コートからは、パァン、パシーンとテニスボールを打ち合う音が、小気味良く響く。
上手い人の打ち合う姿。
もう最高です!
熊さん、誘ってくれてありがとう。

このサークルの年齢層は、30代~40代。
ぱっと見た感じ、私が一番年下かな。
テニスの腕前も一番下手だ。

熊さんに打ってもらい、体が温まったところで、試合形式の練習へ参加。
手のひらを裏か表に出す『裏か表』でペアを決める中、熊さんが「雅ちゃんは俺と組むから。」と宣言。
私は下手だし、慣れないところだからかな。

みなさん上手くて、私では歯が立たない。
熊さんのフォローで、少しだけ点を取れた。残念ながらボロ負けである。
下手な私が入って、申し訳ない気持ちになりながらも、楽しかった。

練習が終わり、コートを片付けていると、
「昼ご飯、食べに行くぞ~。」と声があがる。
「雅ちゃんも一緒にどう?」と初めて練習に参加した私にも声をかけてくれる。

飲み会に繋がる縁ができるかも?
参加を伝えようと口を開いたところで、熊さんから待ったがかかる。
「すみません。用事があるので、雅ちゃんは俺が送って行きます。」

熊さん、私は初対面の人たちと一緒でも平気だよ。
確かに緊張するけど、テニスした仲だし、平気だよ。
家まで遠いし、お腹すいた。
食べて帰りたかったな。

ヨロヨロと駅へ歩いていると、熊さんが追いかけてきた。
「雅ちゃん、送ると言ったのに…」少し不機嫌な熊さん。
「お腹すいたね。ご飯食べて帰ろう。」と、熊さんに促され、駅と反対側の喫茶店へ入る。
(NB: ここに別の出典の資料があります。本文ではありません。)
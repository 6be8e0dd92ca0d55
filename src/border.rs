//! Border topology extraction: turns the per-tile ownership grid into
//! polyline contours per faction, using marching-squares cell
//! classification, segment chaining, and optional corner rounding.
//!
//! Coordinates are in vertex space: vertex (vx, vy) is the corner shared by
//! tiles (vx-1, vy-1) .. (vx, vy), and every emitted point lies on a
//! mid-edge, so all coordinates are multiples of 0.5.

use std::collections::{HashMap, HashSet};

use crate::faction::FactionId;
use crate::world::World;

#[derive(Debug, Clone, Copy, PartialEq)]
pub struct Point {
    pub x: f64,
    pub y: f64,
}

impl Point {
    pub fn new(x: f64, y: f64) -> Self {
        Self { x, y }
    }
}

#[derive(Debug, Clone, Copy, PartialEq)]
pub struct Segment {
    pub a: Point,
    pub b: Point,
}

/// An ordered border polyline for one faction. Open contours terminate
/// against the map edge.
#[derive(Debug, Clone)]
pub struct Contour {
    pub points: Vec<Point>,
    pub closed: bool,
}

/// Default corner-rounding radius and arc resolution.
pub const SMOOTH_RADIUS: f64 = 0.18;
pub const SMOOTH_ARC_STEPS: u32 = 5;

/// Canonical integer key for a point: both coordinates are multiples of
/// 0.5, so doubling yields exact integers; packing them into one u64 gives
/// collision-free, allocation-free hashing.
fn point_key(p: Point) -> u64 {
    let x = (p.x * 2.0).round() as i32;
    let y = (p.y * 2.0).round() as i32;
    ((x as u32 as u64) << 32) | y as u32 as u64
}

/// Canonical key for an undirected segment.
pub fn segment_key(s: &Segment) -> (u64, u64) {
    let ka = point_key(s.a);
    let kb = point_key(s.b);
    if ka <= kb {
        (ka, kb)
    } else {
        (kb, ka)
    }
}

/// A grid vertex counts as owned when any of its up-to-four adjacent tiles
/// belongs to the faction.
fn vertex_owned(world: &World, id: FactionId, vx: i64, vy: i64) -> bool {
    [(vx - 1, vy - 1), (vx, vy - 1), (vx - 1, vy), (vx, vy)]
        .iter()
        .any(|&(x, y)| world.in_bounds(x, y) && world.owner[world.idx(x as u32, y as u32)] == Some(id))
}

/// Mid-edge segment endpoints per 4-bit corner mask. Edge indices: 0 top,
/// 1 right, 2 bottom, 3 left. Masks 5 and 10 (the saddle cases) emit a
/// fixed two-segment pair, independent of neighbor context.
const MASK_SEGMENTS: [&[(u8, u8)]; 16] = [
    &[],
    &[(3, 0)],
    &[(0, 1)],
    &[(3, 1)],
    &[(1, 2)],
    &[(3, 2), (0, 1)],
    &[(0, 2)],
    &[(3, 2)],
    &[(2, 3)],
    &[(2, 0)],
    &[(0, 3), (1, 2)],
    &[(1, 2)],
    &[(1, 3)],
    &[(0, 1)],
    &[(3, 0)],
    &[],
];

/// Raw unordered border segments for one faction.
pub fn boundary_segments(world: &World, id: FactionId) -> Vec<Segment> {
    let mut segments = Vec::new();
    for y in 0..world.height() as i64 {
        for x in 0..world.width() as i64 {
            let tl = vertex_owned(world, id, x, y) as u8;
            let tr = vertex_owned(world, id, x + 1, y) as u8;
            let br = vertex_owned(world, id, x + 1, y + 1) as u8;
            let bl = vertex_owned(world, id, x, y + 1) as u8;
            let mask = (tl | (tr << 1) | (br << 2) | (bl << 3)) as usize;
            if mask == 0 || mask == 15 {
                continue;
            }
            let (fx, fy) = (x as f64, y as f64);
            let edges = [
                Point::new(fx + 0.5, fy),
                Point::new(fx + 1.0, fy + 0.5),
                Point::new(fx + 0.5, fy + 1.0),
                Point::new(fx, fy + 0.5),
            ];
            for &(e0, e1) in MASK_SEGMENTS[mask] {
                segments.push(Segment {
                    a: edges[e0 as usize],
                    b: edges[e1 as usize],
                });
            }
        }
    }
    segments
}

/// Chain an unordered segment set into maximal polylines by extending from
/// both ends at matching endpoints. A polyline whose ends meet is closed;
/// unmatched ends mean an open border against the map edge.
pub fn chain_segments(segments: &[Segment]) -> Vec<Contour> {
    let mut by_endpoint: HashMap<u64, Vec<usize>> = HashMap::new();
    for (i, s) in segments.iter().enumerate() {
        by_endpoint.entry(point_key(s.a)).or_default().push(i);
        by_endpoint.entry(point_key(s.b)).or_default().push(i);
    }

    let mut used = vec![false; segments.len()];
    let mut contours = Vec::new();
    for start in 0..segments.len() {
        if used[start] {
            continue;
        }
        used[start] = true;
        let mut points = vec![segments[start].a, segments[start].b];

        // Grow forward from the tail, then backward from the head.
        loop {
            let tail = points[points.len() - 1];
            match next_unused(segments, &by_endpoint, &used, tail) {
                Some((i, p)) => {
                    used[i] = true;
                    points.push(p);
                }
                None => break,
            }
        }
        loop {
            let head = points[0];
            match next_unused(segments, &by_endpoint, &used, head) {
                Some((i, p)) => {
                    used[i] = true;
                    points.insert(0, p);
                }
                None => break,
            }
        }

        let closed = points.len() > 2 && point_key(points[0]) == point_key(points[points.len() - 1]);
        if closed {
            points.pop();
        }
        contours.push(Contour { points, closed });
    }
    contours
}

fn next_unused(
    segments: &[Segment],
    by_endpoint: &HashMap<u64, Vec<usize>>,
    used: &[bool],
    at: Point,
) -> Option<(usize, Point)> {
    let key = point_key(at);
    for &i in by_endpoint.get(&key)? {
        if used[i] {
            continue;
        }
        let s = &segments[i];
        if point_key(s.a) == key {
            return Some((i, s.b));
        }
        if point_key(s.b) == key {
            return Some((i, s.a));
        }
    }
    None
}

/// Trace the territory boundary of one faction as chained contours.
pub fn trace_borders(world: &World, id: FactionId) -> Vec<Contour> {
    chain_segments(&boundary_segments(world, id))
}

/// Canonical segment-key set for one faction's current border; pair with
/// `added_segments` to diff the border across an ownership change.
pub fn segment_keys(world: &World, id: FactionId) -> HashSet<(u64, u64)> {
    boundary_segments(world, id)
        .iter()
        .map(segment_key)
        .collect()
}

/// Border segments present now but absent from a previously captured key
/// set -- the pieces gained by an annexation or conquest.
pub fn added_segments(
    world: &World,
    id: FactionId,
    before: &HashSet<(u64, u64)>,
) -> Vec<Segment> {
    boundary_segments(world, id)
        .into_iter()
        .filter(|s| !before.contains(&segment_key(s)))
        .collect()
}

fn direction(from: Point, to: Point) -> Point {
    let dx = to.x - from.x;
    let dy = to.y - from.y;
    let len = (dx * dx + dy * dy).sqrt();
    if len <= f64::EPSILON {
        Point::new(0.0, 0.0)
    } else {
        Point::new(dx / len, dy / len)
    }
}

/// A vertex is a smoothable corner when consecutive directions are neither
/// colinear nor exactly reversed.
fn is_corner(d0: Point, d1: Point) -> bool {
    let dot = d0.x * d1.x + d0.y * d1.y;
    dot.abs() < 1.0 - 1e-6
}

impl Contour {
    /// Replace each sharp interior turn with a short circular arc of the
    /// given radius. Endpoints are preserved.
    pub fn smoothed(&self, radius: f64, arc_steps: u32) -> Contour {
        if self.points.len() < 3 {
            return self.clone();
        }
        let r = radius.max(0.001);
        let steps = arc_steps.max(2);
        let mut out = Vec::with_capacity(self.points.len());
        out.push(self.points[0]);
        for i in 1..self.points.len() - 1 {
            let p0 = self.points[i - 1];
            let p1 = self.points[i];
            let p2 = self.points[i + 1];
            let d0 = direction(p0, p1);
            let d1 = direction(p1, p2);
            if !is_corner(d0, d1) {
                out.push(p1);
                continue;
            }
            let in_pt = Point::new(p1.x - d0.x * r, p1.y - d0.y * r);
            let out_pt = Point::new(p1.x + d1.x * r, p1.y + d1.y * r);
            let cx = p1.x + (-d0.x + d1.x) * r;
            let cy = p1.y + (-d0.y + d1.y) * r;
            let start_ang = (-d0.y).atan2(-d0.x);
            let end_ang = d1.y.atan2(d1.x);
            let mut diff = end_ang - start_ang;
            if diff > std::f64::consts::PI {
                diff -= 2.0 * std::f64::consts::PI;
            }
            if diff < -std::f64::consts::PI {
                diff += 2.0 * std::f64::consts::PI;
            }
            let step = diff / steps as f64;
            out.push(in_pt);
            for s in 1..steps {
                let a = start_ang + step * s as f64;
                out.push(Point::new(cx + a.cos() * r, cy + a.sin() * r));
            }
            out.push(out_pt);
        }
        out.push(self.points[self.points.len() - 1]);
        Contour {
            points: out,
            closed: self.closed,
        }
    }
}

#[cfg(test)]
mod tests {
    use super::*;

    #[test]
    fn saddle_masks_emit_two_segments() {
        assert_eq!(MASK_SEGMENTS[5].len(), 2);
        assert_eq!(MASK_SEGMENTS[10].len(), 2);
        for (mask, edges) in MASK_SEGMENTS.iter().enumerate() {
            let expected = match mask {
                0 | 15 => 0,
                5 | 10 => 2,
                _ => 1,
            };
            assert_eq!(edges.len(), expected, "mask {mask}");
        }
    }

    #[test]
    fn point_keys_merge_floating_coincidences() {
        let a = Point::new(1.5, 2.0);
        let b = Point::new(1.5 + 1e-12, 2.0 - 1e-12);
        assert_eq!(point_key(a), point_key(b));
        assert_ne!(point_key(a), point_key(Point::new(2.0, 1.5)));
    }

    #[test]
    fn smoothing_preserves_endpoints_and_straight_runs() {
        let contour = Contour {
            points: vec![
                Point::new(0.0, 0.0),
                Point::new(1.0, 0.0),
                Point::new(2.0, 0.0),
                Point::new(2.0, 1.0),
            ],
            closed: false,
        };
        let smoothed = contour.smoothed(SMOOTH_RADIUS, SMOOTH_ARC_STEPS);
        assert_eq!(smoothed.points[0], contour.points[0]);
        assert_eq!(*smoothed.points.last().unwrap(), contour.points[3]);
        // The colinear middle vertex survives untouched; the corner gains
        // arc points.
        assert!(smoothed.points.contains(&Point::new(1.0, 0.0)));
        assert!(smoothed.points.len() > contour.points.len());
    }
}
//! War resolution: army recruitment, morale, and per-tick battle events
//! between declared war pairs.

use anyhow::Result;
use rand::Rng;

use crate::engine::{System, SystemContext};
use crate::faction::{Faction, FactionId};
use crate::rng::SystemRng;
use crate::world::{BattleRecord, BattleReport, War, World};

pub const RECRUIT_GOLD_COST: u64 = 5;
pub const RECRUIT_POP_COST: u64 = 10;

/// A war dissolves when either side's army is spent or morale drops to or
/// below this floor.
pub const MORALE_COLLAPSE: f64 = 25.0;

#[derive(Debug, Clone, Copy)]
pub struct BattleEventSpec {
    pub name: &'static str,
    pub a_mod: f64,
    pub b_mod: f64,
}

/// Fixed battle-event table; the two Ambush rows cover either side springing
/// it.
pub const BATTLE_EVENTS: [BattleEventSpec; 5] = [
    BattleEventSpec {
        name: "Skirmish",
        a_mod: 1.0,
        b_mod: 1.0,
    },
    BattleEventSpec {
        name: "Ambush",
        a_mod: 1.5,
        b_mod: 0.7,
    },
    BattleEventSpec {
        name: "Ambush",
        a_mod: 0.7,
        b_mod: 1.5,
    },
    BattleEventSpec {
        name: "Charge",
        a_mod: 1.2,
        b_mod: 1.2,
    },
    BattleEventSpec {
        name: "Siege",
        a_mod: 0.6,
        b_mod: 0.6,
    },
];

/// Open a war between two factions. Idempotent: self-pairs and pairs with
/// an active war are no-ops.
pub fn declare_war(world: &mut World, a: FactionId, b: FactionId) {
    if a == b || world.faction(a).is_none() || world.faction(b).is_none() {
        return;
    }
    if world.wars.iter().any(|w| w.matches_pair(a, b)) {
        return;
    }
    let started_tick = world.tick();
    world.wars.push(War {
        a,
        b,
        a_score: 0,
        b_score: 0,
        started_tick,
        history: Vec::new(),
    });
}

fn collapsed(f: &Faction) -> bool {
    f.army == 0 || f.morale <= MORALE_COLLAPSE
}

fn pair_mut(factions: &mut [Faction], a: usize, b: usize) -> (&mut Faction, &mut Faction) {
    if a < b {
        let (left, right) = factions.split_at_mut(b);
        (&mut left[a], &mut right[0])
    } else {
        let (left, right) = factions.split_at_mut(a);
        (&mut right[0], &mut left[b])
    }
}

/// Advance hostilities one tick: recruit, regenerate morale for factions at
/// peace, then resolve one battle event per active war. Returns this tick's
/// battle reports; dissolved wars are removed.
pub fn war_tick(world: &mut World, rng: &mut impl Rng) -> Vec<BattleReport> {
    let tick = world.tick();

    for i in 0..world.factions.len() {
        let at_peace = !world
            .wars
            .iter()
            .any(|w| w.involves(FactionId::new(i as u32)));
        let faction = &mut world.factions[i];
        if faction.resources.gold >= RECRUIT_GOLD_COST && faction.population > RECRUIT_POP_COST {
            let recruits = (faction.resources.gold / RECRUIT_GOLD_COST)
                .min(faction.population / RECRUIT_POP_COST);
            if recruits > 0 {
                faction.resources.gold -= recruits * RECRUIT_GOLD_COST;
                faction.population -= recruits * RECRUIT_POP_COST;
                faction.army += recruits;
            }
        }
        if at_peace {
            faction.morale = (faction.morale + 1.0).min(100.0);
        }
    }

    let wars = &mut world.wars;
    let factions = &mut world.factions;
    let mut reports = Vec::new();
    let mut i = 0;
    while i < wars.len() {
        let (ai, bi) = (wars[i].a.index(), wars[i].b.index());
        {
            let (fa, fb) = pair_mut(factions, ai, bi);
            if collapsed(fa) || collapsed(fb) {
                wars.remove(i);
                continue;
            }

            let event = &BATTLE_EVENTS[rng.gen_range(0..BATTLE_EVENTS.len())];
            let a_strength =
                fa.army as f64 * (fa.morale / 100.0) * event.a_mod * rng.gen_range(0.8..1.2);
            let b_strength =
                fb.army as f64 * (fb.morale / 100.0) * event.b_mod * rng.gen_range(0.8..1.2);
            let total = a_strength + b_strength;
            if total <= 0.0 {
                // Degenerate strengths: no combat this tick.
                i += 1;
                continue;
            }

            let a_loss = (((b_strength / total) * fa.army as f64 * 0.5).floor() as u64).max(1);
            let b_loss = (((a_strength / total) * fb.army as f64 * 0.5).floor() as u64).max(1);
            fa.army -= a_loss.min(fa.army);
            fb.army -= b_loss.min(fb.army);
            fa.population = fa.population.saturating_sub(a_loss);
            fb.population = fb.population.saturating_sub(b_loss);
            fa.morale = (fa.morale - (5.0 + 0.1 * b_loss as f64).floor()).max(0.0);
            fb.morale = (fb.morale - (5.0 + 0.1 * a_loss as f64).floor()).max(0.0);

            let war = &mut wars[i];
            war.a_score += b_loss;
            war.b_score += a_loss;
            let record = BattleRecord {
                tick,
                event: event.name,
                a_loss,
                b_loss,
            };
            war.history.push(record.clone());
            reports.push(BattleReport {
                a: war.a,
                b: war.b,
                record,
            });
        }

        let (fa, fb) = pair_mut(factions, ai, bi);
        if collapsed(fa) || collapsed(fb) {
            wars.remove(i);
        } else {
            i += 1;
        }
    }
    reports
}

/// Per-war view for one faction: the standing the UI layer reports.
#[derive(Debug, Clone)]
pub struct WarReport {
    pub enemy: String,
    pub our_score: u64,
    pub their_score: u64,
    pub last: Option<BattleRecord>,
}

pub fn war_report(world: &World, id: FactionId) -> Vec<WarReport> {
    world
        .wars
        .iter()
        .filter(|w| w.involves(id))
        .filter_map(|w| {
            let (enemy_id, our_score, their_score) = if w.a == id {
                (w.b, w.a_score, w.b_score)
            } else {
                (w.a, w.b_score, w.a_score)
            };
            let enemy = world.faction(enemy_id)?;
            Some(WarReport {
                enemy: enemy.name.clone(),
                our_score,
                their_score,
                last: w.history.last().cloned(),
            })
        })
        .collect()
}

pub struct WarSystem;

impl WarSystem {
    pub fn new() -> Self {
        Self
    }
}

impl Default for WarSystem {
    fn default() -> Self {
        Self::new()
    }
}

impl System for WarSystem {
    fn name(&self) -> &str {
        "war"
    }

    fn run(
        &mut self,
        _ctx: &SystemContext,
        world: &mut World,
        rng: &mut SystemRng<'_>,
    ) -> Result<()> {
        world.battle_log = war_tick(world, rng);
        Ok(())
    }
}
//! Per-tick tile economy: employment, production, consumption, taxation,
//! crafting, and population growth/decline, aggregated per faction.

use anyhow::Result;

use crate::engine::{System, SystemContext};
use crate::faction::FactionId;
use crate::rng::SystemRng;
use crate::world::{Biome, Building, Settlement, World, BUILDING_ORDER};

/// A building employs at most this many workers from its tile's pool.
pub const WORKERS_PER_BUILDING: u64 = 10;

/// Flat per-worker output of the unemployed, in each of food, goods, wood,
/// and stone.
pub const SUBSISTENCE_RATE: f64 = 0.05;

/// Gold per luxury unit when the accumulated luxury stock is auto-sold.
pub const LUXURY_SALE_RATE: u64 = 3;

/// Uniform per-tile decline rate while the owning faction is short on food
/// or goods.
pub const SHORTAGE_DECLINE: f64 = -0.005;

/// Per-worker output rates by building level (levels 1..=3). Alternate-biome
/// sites run at half these rates.
const FISHERY_RATES: [f64; 3] = [0.8, 1.2, 1.6];
const STONE_MINE_RATES: [f64; 3] = [0.6, 0.9, 1.2];
const LUMBER_CAMP_RATES: [f64; 3] = [0.7, 1.05, 1.4];
const FARM_RATES: [f64; 3] = [1.0, 1.5, 2.0];
const WORKSHOP_RATES: [f64; 3] = [0.5, 0.8, 1.1];
const MARKET_RATES: [f64; 3] = [0.3, 0.45, 0.6];

fn rate_table(building: Building) -> &'static [f64; 3] {
    match building {
        Building::Fishery => &FISHERY_RATES,
        Building::StoneMine => &STONE_MINE_RATES,
        Building::LumberCamp => &LUMBER_CAMP_RATES,
        Building::Farm => &FARM_RATES,
        Building::Workshop => &WORKSHOP_RATES,
        Building::Market => &MARKET_RATES,
    }
}

/// Terrain/settlement precondition for working a building on a tile:
/// `None` means the site does not operate; `Some(multiplier)` is 1.0 on the
/// building's native terrain and 0.5 on an admissible alternate.
fn site_multiplier(building: Building, biome: Biome, settlement: Settlement) -> Option<f64> {
    match building {
        Building::Fishery => matches!(biome, Biome::Lake | Biome::River).then_some(1.0),
        Building::StoneMine => match biome {
            Biome::Mountain => Some(1.0),
            Biome::Grass | Biome::Forest => Some(0.5),
            _ => None,
        },
        Building::LumberCamp => match biome {
            Biome::Forest => Some(1.0),
            Biome::Grass | Biome::Mountain => Some(0.5),
            _ => None,
        },
        Building::Farm => match biome {
            Biome::Grass => Some(1.0),
            Biome::Forest | Biome::Mountain => Some(0.5),
            _ => None,
        },
        Building::Workshop => (settlement != Settlement::None).then_some(1.0),
        Building::Market => Some(1.0),
    }
}

pub fn tax_rate(settlement: Settlement) -> f64 {
    match settlement {
        Settlement::None => 0.1,
        Settlement::Village => 0.2,
        Settlement::Town => 0.3,
        Settlement::City => 0.4,
    }
}

/// Base growth rate by settlement tier, falling back to biome when
/// unsettled.
pub fn growth_rate(settlement: Settlement, biome: Biome) -> f64 {
    match settlement {
        Settlement::City => 0.012,
        Settlement::Town => 0.01,
        Settlement::Village => 0.008,
        Settlement::None => match biome {
            Biome::Grass => 0.006,
            Biome::Forest => 0.004,
            Biome::Mountain => 0.002,
            _ => 0.0,
        },
    }
}

#[derive(Debug, Default, Clone, Copy)]
struct Accumulator {
    gold: f64,
    food: f64,
    wood: f64,
    stone: f64,
    goods: f64,
    iron: f64,
    luxury: f64,
    food_consumed: f64,
    goods_consumed: f64,
}

/// Advance the economy one tick in place.
pub fn economy_tick(world: &mut World) {
    let faction_count = world.factions.len();
    let mut accumulators = vec![Accumulator::default(); faction_count];

    // Tile pass: employment, production, and market consumption/taxation.
    for k in 0..world.tile_count() {
        let Some(owner) = world.owner[k] else { continue };
        let acc = &mut accumulators[owner.index()];
        let biome = world.biome[k];
        let settlement = world.settlement[k];
        let levels = world.buildings[k];
        let population = world.population[k];

        // Explicit worker budget, drained by each employment attempt in the
        // fixed priority order; nobody works two jobs.
        let mut workers = population;
        for building in BUILDING_ORDER {
            let level = levels.level(building);
            if level == 0 {
                continue;
            }
            let Some(multiplier) = site_multiplier(building, biome, settlement) else {
                continue;
            };
            let employed = workers.min(WORKERS_PER_BUILDING);
            workers -= employed;
            let table = rate_table(building);
            let rate = table[(level.min(3) - 1) as usize] * multiplier;
            let output = employed as f64 * rate;
            match building {
                Building::Fishery | Building::Farm => acc.food += output,
                Building::StoneMine => acc.stone += output,
                Building::LumberCamp => acc.wood += output,
                Building::Workshop => acc.goods += output,
                Building::Market => acc.gold += output,
            }
        }

        // Unemployed subsistence.
        let idle = workers as f64;
        acc.food += idle * SUBSISTENCE_RATE;
        acc.goods += idle * SUBSISTENCE_RATE;
        acc.wood += idle * SUBSISTENCE_RATE;
        acc.stone += idle * SUBSISTENCE_RATE;

        // Wild-biome yields for terrain the building model does not cover;
        // mountains are the sole iron source.
        match biome {
            Biome::Berry => {
                acc.food += 2.0;
                acc.luxury += 1.0;
            }
            Biome::River => {
                acc.gold += 1.0;
                acc.luxury += 1.0;
            }
            Biome::Lake => {
                acc.food += 1.0;
                acc.gold += 1.0;
            }
            Biome::Mountain => acc.iron += 1.0,
            _ => {}
        }

        if levels.level(Building::Market) > 0 {
            let pop = population as f64;
            acc.food_consumed += 0.1 * pop;
            acc.goods_consumed += 0.1 * pop;
            acc.gold += pop * tax_rate(settlement);
        }
    }

    // Faction settlement: credit floored production, debit floored
    // consumption (flooring stocks at zero and flagging shortages), sell
    // luxury, craft tools.
    let mut shortage = vec![false; faction_count];
    world.shortages.clear();
    for (i, acc) in accumulators.iter().enumerate() {
        let faction = &mut world.factions[i];
        let res = &mut faction.resources;
        res.gold += acc.gold.floor() as u64;
        res.food += acc.food.floor() as u64;
        res.wood += acc.wood.floor() as u64;
        res.stone += acc.stone.floor() as u64;
        res.goods += acc.goods.floor() as u64;
        res.iron += acc.iron.floor() as u64;
        res.luxury += acc.luxury.floor() as u64;

        let food_needed = acc.food_consumed.floor() as u64;
        if res.food < food_needed {
            res.food = 0;
            shortage[i] = true;
        } else {
            res.food -= food_needed;
        }
        let goods_needed = acc.goods_consumed.floor() as u64;
        if res.goods < goods_needed {
            res.goods = 0;
            shortage[i] = true;
        } else {
            res.goods -= goods_needed;
        }
        if shortage[i] {
            world.shortages.push(FactionId::new(i as u32));
        }

        res.gold += res.luxury * LUXURY_SALE_RATE;
        res.luxury = 0;

        let crafted = (res.wood / 2).min(res.iron / 2);
        res.wood -= crafted * 2;
        res.iron -= crafted * 2;
        res.tools += crafted;
    }

    // Growth pass over owned tiles, then resum faction totals and scores.
    let mut totals = vec![0u64; faction_count];
    for k in 0..world.tile_count() {
        let Some(owner) = world.owner[k] else { continue };
        let rate = if shortage[owner.index()] {
            SHORTAGE_DECLINE
        } else {
            growth_rate(world.settlement[k], world.biome[k])
        };
        world.population[k] = (world.population[k] as f64 * (1.0 + rate)).floor() as u64;
        totals[owner.index()] += world.population[k];
    }
    for (i, faction) in world.factions.iter_mut().enumerate() {
        faction.population = totals[i];
        let res = &faction.resources;
        faction.score = faction.population
            + res.gold
            + res.food
            + res.wood
            + res.stone
            + res.goods
            + res.iron
            + res.tools
            + faction.army;
    }
}

pub struct EconomySystem;

impl EconomySystem {
    pub fn new() -> Self {
        Self
    }
}

impl Default for EconomySystem {
    fn default() -> Self {
        Self::new()
    }
}

impl System for EconomySystem {
    fn name(&self) -> &str {
        "economy"
    }

    fn run(
        &mut self,
        _ctx: &SystemContext,
        world: &mut World,
        _rng: &mut SystemRng<'_>,
    ) -> Result<()> {
        economy_tick(world);
        Ok(())
    }
}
「用事があるんですよね?時間は大丈夫ですか?」と私が確認すると、
「大丈夫。雅ちゃんに話したいことがあったんだ。とりあえず何か頼もう。」とメニュー表をペラペラめくる熊さん。

う~ん、嫌な予感。
まさか、まさかないよね?
熊さんは、ハンバーグ定食。
私は、チキン南蛮定食を選択。
鶏肉料理にハズレはないよね。
お腹すいた。早く食べたい。

定食がテーブルに並び、
「いただきます。」と手を合わせる。
食べ終わり、
「今日は練習に誘ってくれて、ありがとうございました。」とお礼を伝える。

すると、熊さんは身の上話を始めた。
関東の大学を卒業後、地元へ戻り、資格取得を目指し勉強していること。
今はテニススクールでコーチをしていること。
そして「雅ちゃん、俺と付き合って下さい。雅ちゃんが付き合ってくれたら、勉強頑張れると思うんだ。」
あ~予感が的中してしまった。

私は、熊さんのことをあまり知らない。名前と年齢しか知らなかった。
「ごめんなさい。」とお断りを入れ、帰宅。
テニス楽しかったのにな…
複雑な気持ちで眠りについた。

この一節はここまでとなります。